A review:
The crust trust
Friday, March 11, 2005
by GRANT BUTLER The Oregonian
Great New York-style pizza is a grail for food lovers. The super-thin, cracklingly crisp slices are talked about in reverent tones, particularly the farther west you head from the Big Apple, when they take on a mythological air.
Here, in the land of deep-dish catastrophes and unappealing all-you-can-eat pizza buffets, you're more likely to run across Bigfoot than a really good pie.
Which makes the Phoenix-from-the-ashes story of Apizza Scholls so wonderful.
Apizza Scholls is the new eastside incarnation of the terrific Scholls Public House, the Washington County pizza place that got national attention for its incredible crusts and minimalist approach to dressing them up. The place was so good it became doomed by its popularity. Its parking lot overflowed regularly, resulting in a zoning spat with neighboring businesses.
Caught in a bureaucratic trap, the Public House closed in late December, with owners Brian Spangler and Kim Nyland reopening in January in the upper Hawthorne digs most recently home to the Indonesian restaurant Surabaya.
Though you'd hardly know that Surabaya is history, given that its name is still on the awning and the only sign that a top-notch pizza parlor has taken its place are two tiny placards taped to the windows. That, and the incredible crowds that have found the place mostly by word-of-mouth.
Of course, the word spreads like wildfire when it's about a place this good.
The secret is in the fermented dough that's treated like a science, rising for more than a day, then spun out until it's thinner than a starlet on Oscar night. The dough is topped with the merest hint of tomato sauce, mozzarella cheese and a drizzle of olive oil, then popped into an oven fired as high as 900 degrees. The result is pizza that remains crisp to the last bite of the last slice, with crust edges having spots of char that intensify the flavors.
The reason the crust stays so crisp is because the kitchen enforces restraint, allowing no more than three ingredients on any pie and limiting meats to just one. This keeps it from getting soggy and allows the pizza to be cooked faster.
If you're the sort who craves stuffed Chicago-style crusts and behemoths with names like "Meat Lover's Supreme," this probably isn't your kind of place. But when they're using such great meats, like spicy sausages from Viande Meats, why would you want to cloud up flavors by piling on topping after topping?

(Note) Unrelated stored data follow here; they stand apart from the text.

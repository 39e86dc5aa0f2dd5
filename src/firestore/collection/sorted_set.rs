use std::fmt::{Debug, Formatter};

use crate::firestore::collection::sorted_map::{natural_order, Comparator, ImmutableSortedMap};

/// A persistent sorted set; see [`ImmutableSortedMap`] for the sharing guarantees.
pub struct ImmutableSortedSet<T> {
    map: ImmutableSortedMap<T, ()>,
}

impl<T> Clone for ImmutableSortedSet<T> {
    fn clone(&self) -> Self {
        Self {
            map: self.map.clone(),
        }
    }
}

impl<T: Ord + 'static> ImmutableSortedSet<T> {
    pub fn new() -> Self {
        Self::with_comparator(natural_order())
    }
}

impl<T: Ord + 'static> Default for ImmutableSortedSet<T> {
    fn default() -> Self {
        Self::new()
    }
}

impl<T> ImmutableSortedSet<T> {
    pub fn with_comparator(comparator: Comparator<T>) -> Self {
        Self {
            map: ImmutableSortedMap::with_comparator(comparator),
        }
    }

    pub fn len(&self) -> usize {
        self.map.len()
    }

    pub fn is_empty(&self) -> bool {
        self.map.is_empty()
    }

    pub fn contains(&self, item: &T) -> bool {
        self.map.contains_key(item)
    }

    pub fn index_of(&self, item: &T) -> Option<usize> {
        self.map.index_of(item)
    }

    pub fn first(&self) -> Option<&T> {
        self.map.first().map(|(item, _)| item)
    }

    pub fn last(&self) -> Option<&T> {
        self.map.last().map(|(item, _)| item)
    }

    pub fn iter(&self) -> impl Iterator<Item = &T> {
        self.map.keys()
    }
}

impl<T: Clone> ImmutableSortedSet<T> {
    pub fn insert(&self, item: T) -> Self {
        Self {
            map: self.map.insert(item, ()),
        }
    }

    pub fn remove(&self, item: &T) -> Self {
        Self {
            map: self.map.remove(item),
        }
    }

    /// Every element of `self` plus every element of `other`, ordered by `self`'s comparator.
    pub fn union(&self, other: &Self) -> Self {
        other
            .iter()
            .fold(self.clone(), |set, item| set.insert(item.clone()))
    }
}

impl<T: PartialEq> PartialEq for ImmutableSortedSet<T> {
    fn eq(&self, other: &Self) -> bool {
        self.len() == other.len() && self.iter().zip(other.iter()).all(|(a, b)| a == b)
    }
}

impl<T: Eq> Eq for ImmutableSortedSet<T> {}

impl<T: Debug> Debug for ImmutableSortedSet<T> {
    fn fmt(&self, f: &mut Formatter<'_>) -> std::fmt::Result {
        f.debug_set().entries(self.iter()).finish()
    }
}

impl<T: Ord + Clone + 'static> FromIterator<T> for ImmutableSortedSet<T> {
    fn from_iter<I: IntoIterator<Item = T>>(iter: I) -> Self {
        iter.into_iter()
            .fold(Self::new(), |set, item| set.insert(item))
    }
}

Pizzas come in only one size, roughly 15 inches, and a single pie is plenty for two, or enough for leftovers if you split the on-the-mark Caesar salad (the croutons are made from leftover pizza dough). With drinks and a mascarpone-cheese-filled cannoli for dessert, you can have a feast for less than $40.
So where does Apizza Scholls fall flat? It's not on the plate, but in the glass. Portland is an incredible beer city, with more than 20 breweries calling it home. It's also less than an hour's drive from one of the nation's top wine regions. So it's startling that only one local beer is available (the sublime Hair of the Dog's Ruth) and not a single Oregon wine.
For a place that's embraced the local and sustainable philosophy with its food, it's puzzling why its homegrown pies are paired with sips from places far away.
On Monday nights, when the pizza ovens are turned off, LOW BBQ fills in, altogether fitting given its similar background. LOW, short for Laid-Off Workers, developed a cult following at its tiny booth along lower Hawthorne and at regular appearances at the Portland Farmers Market, before calling it quits last year.
One barbecue fanatic I know was adamant that it was the city's best barbecue, and though I experienced it only once, I had no grounds to argue with him. I still don't. LOW's Monday night stints at Apizza Scholls feature incredibly tender beef brisket, pork spareribs, smoky pulled pork and something few barbecue places attempt, lamb ribs. The meat is served without sauce, allowing the smoky flavors to dominate (though there's a Crock Pot full of not-too-sweet sauce at the bar, if you feel the need to dip your 'cue). Wrapping it all up is a slice of pecan pie that my Oklahoma grandma might've made. This is true love.
Much like the pizzas that rule the rest of the week.